Le collectif «Santé en lutte» recrute d'un côté, divise de l'autre

Le mouvement est parti des hôpitaux publics bruxellois. À l’instar des dos tournés à la Première ministre Sophie Wilmès en visite à l’hôpital Saint-Pierre, en mai dernier.
Le mouvement est parti des hôpitaux publics bruxellois. À l’instar des dos tournés à la Première ministre Sophie Wilmès en visite à l’hôpital Saint-Pierre, en mai dernier. - D.R.

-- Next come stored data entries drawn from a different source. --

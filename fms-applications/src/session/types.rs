//! Session state machine
//!
//! `SessionState` is the only place a `User` lives while signed in. Only the
//! `Authenticated` variant carries one, so "authenticated iff a user is
//! present" holds by construction.

use fms_core::{Role, User};
use std::fmt;

/// Current session phase
#[derive(Debug, Clone, PartialEq, Eq, Default)]
pub enum SessionState {
    /// Startup, before the persisted session has been examined
    #[default]
    Loading,
    Unauthenticated,
    /// A login or signup request is in flight
    Authenticating,
    Authenticated(User),
}

/// Inputs to the state machine
#[derive(Debug, Clone, PartialEq, Eq)]
pub enum SessionEvent {
    LoginStarted,
    LoginSucceeded(User),
    LoginFailed,
    LoggedOut,
    Restored(User),
}

impl SessionState {
    /// Pure transition function
    pub fn apply(self, event: SessionEvent) -> SessionState {
        match event {
            SessionEvent::LoginStarted => SessionState::Authenticating,
            SessionEvent::LoginSucceeded(user) | SessionEvent::Restored(user) => {
                SessionState::Authenticated(user)
            }
            SessionEvent::LoginFailed | SessionEvent::LoggedOut => SessionState::Unauthenticated,
        }
    }

    pub fn user(&self) -> Option<&User> {
        match self {
            SessionState::Authenticated(user) => Some(user),
            _ => None,
        }
    }

    pub fn is_authenticated(&self) -> bool {
        self.user().is_some()
    }

    /// True during startup restore and while authenticating
    pub fn is_loading(&self) -> bool {
        matches!(self, SessionState::Loading | SessionState::Authenticating)
    }

    pub fn role(&self) -> Option<Role> {
        self.user().map(|user| user.role)
    }
}

impl fmt::Display for SessionState {
    fn fmt(&self, f: &mut fmt::Formatter<'_>) -> fmt::Result {
        match self {
            SessionState::Loading => write!(f, "loading"),
            SessionState::Unauthenticated => write!(f, "unauthenticated"),
            SessionState::Authenticating => write!(f, "authenticating"),
            SessionState::Authenticated(user) => write!(f, "authenticated as {}", user.email),
        }
    }
}

#[cfg(test)]
mod tests {
    use super::*;

    fn user() -> User {
        User {
            id: "1".to_string(),
            name: "A".to_string(),
            email: "a@b.com".to_string(),
            role: Role::Customer,
        }
    }

    #[test]
    fn login_flow_transitions() {
        let state = SessionState::default();
        assert!(state.is_loading());

        let state = state.apply(SessionEvent::LoginFailed);
        assert_eq!(state, SessionState::Unauthenticated);

        let state = state.apply(SessionEvent::LoginStarted);
        assert_eq!(state, SessionState::Authenticating);
        assert!(state.is_loading());
        assert!(!state.is_authenticated());

        let state = state.apply(SessionEvent::LoginSucceeded(user()));
        assert_eq!(state.user(), Some(&user()));
        assert_eq!(state.role(), Some(Role::Customer));
        assert!(!state.is_loading());

        let state = state.apply(SessionEvent::LoggedOut);
        assert_eq!(state, SessionState::Unauthenticated);
    }

    #[test]
    fn authenticated_matches_user_presence_in_every_state() {
        let events = [
            SessionEvent::LoginStarted,
            SessionEvent::LoginSucceeded(user()),
            SessionEvent::LoginFailed,
            SessionEvent::LoggedOut,
            SessionEvent::Restored(user()),
        ];

        let starts = [
            SessionState::Loading,
            SessionState::Unauthenticated,
            SessionState::Authenticating,
            SessionState::Authenticated(user()),
        ];

        for start in starts {
            for event in events.clone() {
                let next = start.clone().apply(event);
                assert_eq!(next.is_authenticated(), next.user().is_some());
            }
        }
    }
}
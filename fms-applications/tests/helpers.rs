//! Shared fixtures: an in-memory stand-in for the remote API
#![allow(dead_code)]

use async_trait::async_trait;
use fms_applications::{FeedbackApplication, LocalStorage, MemoryStorage};
use fms_core::{
    AuthApi, ErrorContext, Feedback, FeedbackApi, FeedbackDraft, FmsError, FmsResult,
    LoginRequest, Role, Service, SignupRequest, User,
};
use std::sync::atomic::{AtomicBool, AtomicUsize, Ordering};
use std::sync::{Arc, Mutex};

/// Accounts and feedback held in memory. Every request is counted and the
/// feedback endpoints can be switched to fail.
#[derive(Default)]
pub struct FakeApi {
    accounts: Mutex<Vec<(User, String)>>,
    feedback: Mutex<Vec<Feedback>>,
    next_id: AtomicUsize,
    requests: AtomicUsize,
    failing: AtomicBool,
}

impl FakeApi {
    pub fn new() -> Arc<Self> {
        let api = Self {
            next_id: AtomicUsize::new(100),
            ..Self::default()
        };
        api.add_account(customer(), "x");
        api.add_account(
            User {
                id: "2".to_string(),
                name: "Root".to_string(),
                email: "root@b.com".to_string(),
                role: Role::Admin,
            },
            "secret",
        );
        Arc::new(api)
    }

    pub fn with_feedback(items: Vec<Feedback>) -> Arc<Self> {
        let api = Self::new();
        *api.feedback.lock().unwrap() = items;
        api
    }

    pub fn add_account(&self, user: User, password: &str) {
        self.accounts
            .lock()
            .unwrap()
            .push((user, password.to_string()));
    }

    pub fn requests(&self) -> usize {
        self.requests.load(Ordering::SeqCst)
    }

    pub fn set_failing(&self, failing: bool) {
        self.failing.store(failing, Ordering::SeqCst);
    }

    pub fn stored(&self) -> Vec<Feedback> {
        self.feedback.lock().unwrap().clone()
    }

    fn enter(&self) -> FmsResult<()> {
        self.requests.fetch_add(1, Ordering::SeqCst);
        if self.failing.load(Ordering::SeqCst) {
            return Err(FmsError::Api {
                status: 500,
                message: "Internal Server Error".to_string(),
                context: ErrorContext::new("fake_api"),
            });
        }
        Ok(())
    }

    fn record(&self, id: String, draft: &FeedbackDraft) -> Feedback {
        Feedback {
            id,
            rating: draft.rating,
            comment: draft.comment.clone(),
            service: draft.service,
            timestamp: None,
            user_id: Some(draft.user_id.clone()),
        }
    }
}

#[async_trait]
impl AuthApi for FakeApi {
    async fn login(&self, request: &LoginRequest) -> FmsResult<User> {
        self.enter()?;
        self.accounts
            .lock()
            .unwrap()
            .iter()
            .find(|(user, password)| user.email == request.email && *password == request.password)
            .map(|(user, _)| user.clone())
            .ok_or_else(|| FmsError::Authentication {
                message: "Invalid email or password".to_string(),
                context: ErrorContext::new("fake_api"),
            })
    }

    async fn signup(&self, request: &SignupRequest) -> FmsResult<Option<User>> {
        self.enter()?;
        let id = self.next_id.fetch_add(1, Ordering::SeqCst).to_string();
        self.add_account(
            User {
                id,
                name: request.name.clone(),
                email: request.email.clone(),
                role: request.role,
            },
            &request.password,
        );
        Ok(None)
    }
}

#[async_trait]
impl FeedbackApi for FakeApi {
    async fn list_feedback(&self) -> FmsResult<Vec<Feedback>> {
        self.enter()?;
        Ok(self.stored())
    }

    async fn create_feedback(&self, draft: &FeedbackDraft) -> FmsResult<Feedback> {
        self.enter()?;
        let id = self.next_id.fetch_add(1, Ordering::SeqCst).to_string();
        let created = self.record(id, draft);
        self.feedback.lock().unwrap().push(created.clone());
        Ok(created)
    }

    async fn update_feedback(&self, id: &str, draft: &FeedbackDraft) -> FmsResult<Feedback> {
        self.enter()?;
        let updated = self.record(id.to_string(), draft);
        let mut items = self.feedback.lock().unwrap();
        let slot = items
            .iter_mut()
            .find(|item| item.id == id)
            .ok_or_else(|| fms_core::not_found_error!(format!("feedback {}", id), "fake_api"))?;
        *slot = updated.clone();
        Ok(updated)
    }

    async fn delete_feedback(&self, id: &str) -> FmsResult<()> {
        self.enter()?;
        let mut items = self.feedback.lock().unwrap();
        let before = items.len();
        items.retain(|item| item.id != id);
        if items.len() == before {
            return Err(FmsError::Api {
                status: 404,
                message: "Not Found".to_string(),
                context: ErrorContext::new("fake_api"),
            });
        }
        Ok(())
    }
}

pub fn customer() -> User {
    User {
        id: "1".to_string(),
        name: "A".to_string(),
        email: "a@b.com".to_string(),
        role: Role::Customer,
    }
}

pub fn feedback(id: &str, rating: u8, service: Service) -> Feedback {
    Feedback {
        id: id.to_string(),
        rating,
        comment: format!("comment {}", id),
        service,
        timestamp: None,
        user_id: Some("1".to_string()),
    }
}

/// Five records covering both filter dimensions
pub fn fixture() -> Vec<Feedback> {
    vec![
        feedback("1", 3, Service::Amazon),
        feedback("2", 5, Service::Amazon),
        feedback("3", 3, Service::Swiggy),
        feedback("4", 3, Service::Amazon),
        feedback("5", 1, Service::Netflix),
    ]
}

pub fn app(api: &Arc<FakeApi>, storage: Arc<dyn LocalStorage>) -> FeedbackApplication {
    FeedbackApplication::builder(api.clone(), api.clone())
        .with_storage(storage)
        .build()
}

pub fn memory_app(api: &Arc<FakeApi>) -> FeedbackApplication {
    app(api, Arc::new(MemoryStorage::new()))
}
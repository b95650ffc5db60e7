//! FMS Applications - session handling, access control and feedback views
//!
//! This crate holds everything between the remote API (`fms-api`) and the
//! user-facing surface (`fms-cli`):
//!
//! - **Session Store**: the authentication state machine, persisted to local storage
//! - **Auth Gateway**: login/signup round trips translated into session transitions
//! - **Access Guard**: role-based gating of the customer and admin views
//! - **Feedback Client / Views**: validated CRUD and the per-role list views
//!
//! [`FeedbackApplication`] is the root context object that wires them together.

pub mod auth;
pub mod feedback;
pub mod session;

use fms_api::{ApiClientConfig, HttpApiClient};
use fms_core::{AuthApi, FeedbackApi, FeedbackSourceKind, FmsConfig, FmsError, Role, User};
use std::sync::Arc;
use tracing::info;

pub use auth::{check_access, guard_route, AuthGateway, GuardDecision, Route};
pub use feedback::{
    AdminView, CustomerView, FeedbackAnalytics, FeedbackClient, FeedbackFilter, FeedbackForm,
    FeedbackSource, LocalFeedbackCache, Notice, NoticeKind, SubmitOutcome,
};
pub use session::{
    FileStorage, LocalStorage, MemoryStorage, SessionEvent, SessionState, SessionStore,
    FEEDBACKS_KEY, USER_KEY,
};

/// Application-level error type
#[derive(Debug, thiserror::Error)]
pub enum ApplicationError {
    #[error("{0}")]
    Core(#[from] FmsError),

    #[error("Access denied: {message}")]
    AccessDenied { message: String },

    #[error("Session error: {message}")]
    Session { message: String },

    #[error("Not found: {message}")]
    NotFound { message: String },

    #[error("Serialization error: {0}")]
    Serialization(#[from] serde_json::Error),
}

pub type ApplicationResult<T> = Result<T, ApplicationError>;

impl ApplicationError {
    /// Create an access denied error
    pub fn access_denied<S: Into<String>>(message: S) -> Self {
        Self::AccessDenied {
            message: message.into(),
        }
    }

    /// Create a session error
    pub fn session<S: Into<String>>(message: S) -> Self {
        Self::Session {
            message: message.into(),
        }
    }

    /// Create a not found error
    pub fn not_found<S: Into<String>>(message: S) -> Self {
        Self::NotFound {
            message: message.into(),
        }
    }

    /// Client-side validation failure (no request was sent)
    pub fn is_validation(&self) -> bool {
        matches!(self, Self::Core(FmsError::Validation { .. }))
    }

    /// Failure reported by, or on the way to, the remote API
    pub fn is_remote(&self) -> bool {
        matches!(self, Self::Core(error) if error.is_remote())
    }

    /// Text suitable for a user-facing notification
    pub fn user_message(&self) -> String {
        match self {
            Self::Core(error) => error.user_message(),
            other => other.to_string(),
        }
    }

    /// Log the error with appropriate level
    pub fn log(&self) {
        match self {
            Self::Core(error) => error.log(),
            other => tracing::warn!(error = %other, "Application error"),
        }
    }
}

/// Root context object: built once at startup, restores the persisted session,
/// and hands out role-gated views.
pub struct FeedbackApplication {
    session: SessionStore,
    auth: AuthGateway,
    feedback: FeedbackClient,
    storage: Arc<dyn LocalStorage>,
    admin_source: FeedbackSourceKind,
}

/// Builder for FeedbackApplication
pub struct FeedbackApplicationBuilder {
    auth_api: Arc<dyn AuthApi>,
    feedback_api: Arc<dyn FeedbackApi>,
    storage: Option<Arc<dyn LocalStorage>>,
    admin_source: FeedbackSourceKind,
}

impl FeedbackApplicationBuilder {
    pub fn new(auth_api: Arc<dyn AuthApi>, feedback_api: Arc<dyn FeedbackApi>) -> Self {
        Self {
            auth_api,
            feedback_api,
            storage: None,
            admin_source: FeedbackSourceKind::default(),
        }
    }

    /// Set the durable storage (defaults to in-memory)
    pub fn with_storage(mut self, storage: Arc<dyn LocalStorage>) -> Self {
        self.storage = Some(storage);
        self
    }

    /// Choose where the admin dashboard reads feedback from
    pub fn with_admin_source(mut self, source: FeedbackSourceKind) -> Self {
        self.admin_source = source;
        self
    }

    /// Build the application and restore any persisted session
    pub fn build(self) -> FeedbackApplication {
        let storage = self
            .storage
            .unwrap_or_else(|| Arc::new(MemoryStorage::new()));

        let mut session = SessionStore::new(storage.clone());
        session.restore();

        FeedbackApplication {
            session,
            auth: AuthGateway::new(self.auth_api),
            feedback: FeedbackClient::new(self.feedback_api),
            storage,
            admin_source: self.admin_source,
        }
    }
}

impl FeedbackApplication {
    pub fn builder(
        auth_api: Arc<dyn AuthApi>,
        feedback_api: Arc<dyn FeedbackApi>,
    ) -> FeedbackApplicationBuilder {
        FeedbackApplicationBuilder::new(auth_api, feedback_api)
    }

    /// Wire the HTTP client and file storage described by `config`
    pub fn from_config(config: &FmsConfig) -> ApplicationResult<Self> {
        let client = Arc::new(HttpApiClient::new(ApiClientConfig::from(&config.api))?);
        let storage = Arc::new(FileStorage::new(&config.storage.data_dir)?);

        info!(
            api = %client.base_url(),
            data_dir = %config.storage.data_dir.display(),
            "Initialising feedback application"
        );

        Ok(Self::builder(client.clone(), client)
            .with_storage(storage)
            .with_admin_source(config.admin.source)
            .build())
    }

    pub fn session(&self) -> &SessionState {
        self.session.state()
    }

    pub fn user(&self) -> Option<&User> {
        self.session.state().user()
    }

    pub fn feedback_client(&self) -> &FeedbackClient {
        &self.feedback
    }

    pub async fn login(&mut self, email: &str, password: &str) -> ApplicationResult<User> {
        self.auth.login(&mut self.session, email, password).await
    }

    pub async fn signup(
        &mut self,
        name: &str,
        email: &str,
        password: &str,
        role: Role,
    ) -> ApplicationResult<User> {
        self.auth
            .signup(&mut self.session, name, email, password, role)
            .await
    }

    /// Teardown: clear the persisted session
    pub fn logout(&mut self) -> ApplicationResult<()> {
        self.session.logout()
    }

    /// Where the current session may navigate for `route`
    pub fn guard(&self, route: Route) -> GuardDecision {
        auth::guard_route(self.session.state(), route)
    }

    /// The signed-in user, if the session may render `route`
    pub fn require(&self, route: Route) -> ApplicationResult<&User> {
        match self.guard(route) {
            GuardDecision::Render => self.user().ok_or_else(|| {
                ApplicationError::access_denied(format!("{} requires a signed-in user", route))
            }),
            GuardDecision::Pending => Err(ApplicationError::session(
                "Session is still being established",
            )),
            GuardDecision::Redirect(target) => {
                let roles = route
                    .allowed_roles()
                    .iter()
                    .map(Role::as_str)
                    .collect::<Vec<_>>()
                    .join(" or ");
                Err(ApplicationError::access_denied(format!(
                    "{} is only available to {} accounts; continue at {}",
                    route, roles, target
                )))
            }
        }
    }

    /// Customer view for the signed-in customer
    pub fn customer_view(&self) -> ApplicationResult<CustomerView> {
        let user = self.require(Route::CustomerFeedback)?.clone();
        Ok(CustomerView::new(self.feedback.clone(), user))
    }

    /// Admin dashboard over the configured feedback source
    pub fn admin_view(&self) -> ApplicationResult<AdminView> {
        self.require(Route::AdminDashboard)?;
        let source: Arc<dyn FeedbackSource> = match self.admin_source {
            FeedbackSourceKind::Api => Arc::new(self.feedback.clone()),
            FeedbackSourceKind::LocalCache => {
                Arc::new(LocalFeedbackCache::new(self.storage.clone()))
            }
        };
        Ok(AdminView::new(source))
    }
}
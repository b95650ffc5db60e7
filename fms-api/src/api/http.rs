//! reqwest-backed implementation of the feedback API

use async_trait::async_trait;
use fms_core::{
    performance::measure_async, AuthApi, ErrorContext, Feedback, FeedbackApi, FeedbackDraft,
    FmsError, FmsResult, LoginRequest, SignupRequest, User,
};
use serde::de::DeserializeOwned;
use tracing::{debug, info, warn};
use url::Url;

use super::{create_http_client, handle_response_error, transport_error, ApiClientConfig};

/// HTTP client for the feedback service
pub struct HttpApiClient {
    client: reqwest::Client,
    base_url: Url,
}

impl HttpApiClient {
    /// Create a new client
    pub fn new(config: ApiClientConfig) -> FmsResult<Self> {
        let base_url = Url::parse(&config.base_url).map_err(|e| FmsError::Config {
            message: format!("Invalid API base URL '{}': {}", config.base_url, e),
            source: Some(Box::new(e)),
            context: ErrorContext::new("http_api_client").with_operation("new"),
        })?;
        let client = create_http_client(&config)?;

        info!("Created feedback API client for {}", base_url);

        Ok(Self { client, base_url })
    }

    pub fn base_url(&self) -> &Url {
        &self.base_url
    }

    /// Join path segments onto the base URL, percent-encoding each one
    fn endpoint(&self, segments: &[&str]) -> Url {
        let mut url = self.base_url.clone();
        if let Ok(mut path) = url.path_segments_mut() {
            path.pop_if_empty().extend(segments);
        }
        url
    }

    async fn send(
        &self,
        request: reqwest::RequestBuilder,
        operation: &str,
    ) -> FmsResult<reqwest::Response> {
        let response = request
            .send()
            .await
            .map_err(|e| transport_error(e, operation))?;

        if !response.status().is_success() {
            return Err(handle_response_error(response, operation).await);
        }

        Ok(response)
    }

    async fn read_body(response: reqwest::Response, operation: &str) -> FmsResult<(u16, String)> {
        let status = response.status().as_u16();
        let body = response
            .text()
            .await
            .map_err(|e| transport_error(e, operation))?;
        Ok((status, body))
    }

    async fn read_json<T: DeserializeOwned>(
        response: reqwest::Response,
        operation: &str,
    ) -> FmsResult<T> {
        let (status, body) = Self::read_body(response, operation).await?;
        serde_json::from_str(&body).map_err(|e| FmsError::Api {
            status,
            message: format!("Unexpected response body: {}", e),
            context: ErrorContext::new("http_api_client").with_operation(operation),
        })
    }
}

/// The login endpoint answers 200 for unknown credentials, echoing the request
/// without an `id`. Only a reply carrying an id is a successful login.
pub(crate) fn user_from_login_reply(body: &str) -> FmsResult<User> {
    let invalid = |detail: Option<String>| FmsError::Authentication {
        message: "Invalid email or password".to_string(),
        context: {
            let context = ErrorContext::new("http_api_client").with_operation("login");
            match detail {
                Some(detail) => context.with_metadata("detail", &detail),
                None => context,
            }
        },
    };

    if body.trim().is_empty() {
        return Err(invalid(None));
    }

    let value: serde_json::Value =
        serde_json::from_str(body).map_err(|e| invalid(Some(e.to_string())))?;

    let has_id = value.get("id").is_some_and(|id| !id.is_null());
    if !has_id {
        return Err(invalid(None));
    }

    serde_json::from_value(value).map_err(|e| invalid(Some(e.to_string())))
}

/// Decode list rows one at a time. Rows the client cannot represent, such as
/// an unknown service label or a negative rating, are skipped.
pub(crate) fn feedback_from_rows(rows: Vec<serde_json::Value>) -> Vec<Feedback> {
    let total = rows.len();
    let items: Vec<Feedback> = rows
        .into_iter()
        .filter_map(|row| match serde_json::from_value::<Feedback>(row.clone()) {
            Ok(feedback) => Some(feedback),
            Err(e) => {
                warn!(error = %e, id = %row["id"], "Skipping unreadable feedback record");
                None
            }
        })
        .collect();

    if items.len() < total {
        warn!(skipped = total - items.len(), total, "Feedback list was partially readable");
    }
    items
}

#[async_trait]
impl AuthApi for HttpApiClient {
    async fn login(&self, request: &LoginRequest) -> FmsResult<User> {
        measure_async("api.login", async {
            let url = self.endpoint(&["login"]);
            debug!("POST {}", url);

            let response = self
                .send(self.client.post(url).json(request), "login")
                .await?;
            let (_, body) = Self::read_body(response, "login").await?;
            user_from_login_reply(&body)
        })
        .await
    }

    async fn signup(&self, request: &SignupRequest) -> FmsResult<Option<User>> {
        measure_async("api.signup", async {
            let url = self.endpoint(&["signup"]);
            debug!("POST {}", url);

            let response = self
                .send(self.client.post(url).json(request), "signup")
                .await?;
            let (_, body) = Self::read_body(response, "signup").await?;

            match serde_json::from_str::<User>(&body) {
                Ok(user) => Ok(Some(user)),
                Err(_) => {
                    debug!("Signup acknowledged without a user record: {}", body.trim());
                    Ok(None)
                }
            }
        })
        .await
    }
}

#[async_trait]
impl FeedbackApi for HttpApiClient {
    async fn list_feedback(&self) -> FmsResult<Vec<Feedback>> {
        measure_async("api.list_feedback", async {
            let url = self.endpoint(&["customer-feedback"]);
            debug!("GET {}", url);

            let response = self.send(self.client.get(url), "list_feedback").await?;
            let rows: Vec<serde_json::Value> = Self::read_json(response, "list_feedback").await?;
            Ok(feedback_from_rows(rows))
        })
        .await
    }

    async fn create_feedback(&self, draft: &FeedbackDraft) -> FmsResult<Feedback> {
        measure_async("api.create_feedback", async {
            let url = self.base_url.clone();
            debug!("POST {}", url);

            let response = self
                .send(self.client.post(url).json(draft), "create_feedback")
                .await?;
            Self::read_json(response, "create_feedback").await
        })
        .await
    }

    async fn update_feedback(&self, id: &str, draft: &FeedbackDraft) -> FmsResult<Feedback> {
        measure_async("api.update_feedback", async {
            let url = self.endpoint(&[id]);
            debug!("PUT {}", url);

            let response = self
                .send(self.client.put(url).json(draft), "update_feedback")
                .await?;
            Self::read_json(response, "update_feedback").await
        })
        .await
    }

    async fn delete_feedback(&self, id: &str) -> FmsResult<()> {
        measure_async("api.delete_feedback", async {
            let url = self.endpoint(&[id]);
            debug!("DELETE {}", url);

            self.send(self.client.delete(url), "delete_feedback").await?;
            Ok(())
        })
        .await
    }
}
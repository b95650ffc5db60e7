//! Feedback Client - validated CRUD over the feedback API
//!
//! Every operation is a single round trip. Nothing is cached or retried and
//! a failure in one call has no effect on the others.

use super::form::FeedbackForm;
use crate::ApplicationResult;
use fms_core::{Feedback, FeedbackApi, User};
use std::sync::Arc;
use tracing::debug;

#[derive(Clone)]
pub struct FeedbackClient {
    api: Arc<dyn FeedbackApi>,
}

impl FeedbackClient {
    pub fn new(api: Arc<dyn FeedbackApi>) -> Self {
        Self { api }
    }

    pub async fn list(&self) -> ApplicationResult<Vec<Feedback>> {
        let items = self.api.list_feedback().await?;
        debug!(count = items.len(), "Fetched feedback");
        Ok(items)
    }

    /// Validate `form` and create a record owned by `user`
    pub async fn create(&self, user: &User, form: &FeedbackForm) -> ApplicationResult<Feedback> {
        let draft = form.validate(user)?;
        let created = self.api.create_feedback(&draft).await?;
        debug!(id = %created.id, "Created feedback");
        Ok(created)
    }

    /// Validate `form` and replace record `id` with it
    pub async fn update(
        &self,
        id: &str,
        user: &User,
        form: &FeedbackForm,
    ) -> ApplicationResult<Feedback> {
        let draft = form.validate(user)?;
        let updated = self.api.update_feedback(id, &draft).await?;
        debug!(id = %updated.id, "Updated feedback");
        Ok(updated)
    }

    pub async fn delete(&self, id: &str) -> ApplicationResult<()> {
        self.api.delete_feedback(id).await?;
        debug!(id = %id, "Deleted feedback");
        Ok(())
    }
}
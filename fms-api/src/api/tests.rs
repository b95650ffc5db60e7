//! Tests for the API client helpers

use super::http::{feedback_from_rows, user_from_login_reply};
use super::*;
use fms_core::Role;

#[test]
fn test_api_client_config_creation() {
    let config = ApiClientConfig::default();
    assert_eq!(config.base_url, fms_core::DEFAULT_API_URL);
    assert_eq!(config.timeout_seconds, 30);
    assert!(config.user_agent.starts_with("fms/"));

    let custom = ApiClientConfig::with_base_url("http://127.0.0.1:9000/api")
        .with_timeout(5)
        .with_header("x-client".to_string(), "cli".to_string());
    assert_eq!(custom.base_url, "http://127.0.0.1:9000/api");
    assert_eq!(custom.timeout_seconds, 5);
    assert_eq!(custom.headers.get("x-client").map(String::as_str), Some("cli"));
}

#[test]
fn test_client_rejects_invalid_base_url() {
    let result = HttpApiClient::new(ApiClientConfig::with_base_url("localhost without scheme"));
    assert!(matches!(result, Err(FmsError::Config { .. })));
}

#[test]
fn test_client_rejects_invalid_header() {
    let config = ApiClientConfig::with_base_url("http://localhost:8090")
        .with_header("bad header".to_string(), "x".to_string());
    assert!(HttpApiClient::new(config).is_err());
}

#[test]
fn test_login_reply_with_id_is_a_user() {
    let user = user_from_login_reply(
        r#"{"id":12,"name":"Asha","email":"asha@example.com","password":"secret","role":"CUSTOMER"}"#,
    )
    .unwrap();
    assert_eq!(user.id, "12");
    assert_eq!(user.role, Role::Customer);
}

#[test]
fn test_login_echo_without_id_is_rejected() {
    // Unknown credentials are echoed back verbatim by the server
    let result = user_from_login_reply(
        r#"{"id":null,"name":null,"email":"asha@example.com","password":"wrong","role":null}"#,
    );
    match result {
        Err(FmsError::Authentication { message, .. }) => {
            assert_eq!(message, "Invalid email or password")
        }
        other => panic!("expected authentication error, got {:?}", other),
    }

    assert!(user_from_login_reply("").is_err());
    assert!(user_from_login_reply("not json").is_err());
}

#[test]
fn test_unreadable_rows_are_skipped() {
    let rows = vec![
        serde_json::json!({"id": 1, "rating": 4, "comment": "ok", "service": "Amazon"}),
        serde_json::json!({"id": 2, "rating": 3, "comment": "?", "service": "Uber"}),
        serde_json::json!({"id": 3, "rating": -1, "comment": "?", "service": "SBI"}),
        serde_json::json!("not a record"),
    ];

    let items = feedback_from_rows(rows);
    assert_eq!(items.len(), 1);
    assert_eq!(items[0].id, "1");
    assert!(feedback_from_rows(Vec::new()).is_empty());
}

Ils et elles sont infirmiers ou infirmières, aides-soignants, kinésithérapeutes, médecins, sages-femmes, psychologues, logopèdes… Ils sont aussi professeurs d’université, travailleurs sociaux, employés, « simples » citoyens… Ils sont 25.000 environ, tous membres d’un groupe Facebook estampillé « Santé en lutte ». Un groupe qui constitue en quelque sorte la face publique d’un collectif éponyme. Il n’y a pour le gérer, ni président, ni secrétaire, ni porte-parole, juste une vingtaine de personnes, aux responsabilités partagées, dans la grande tradition collectiviste. Elles espèrent réunir plusieurs milliers de manifestants dimanche à Bruxelles.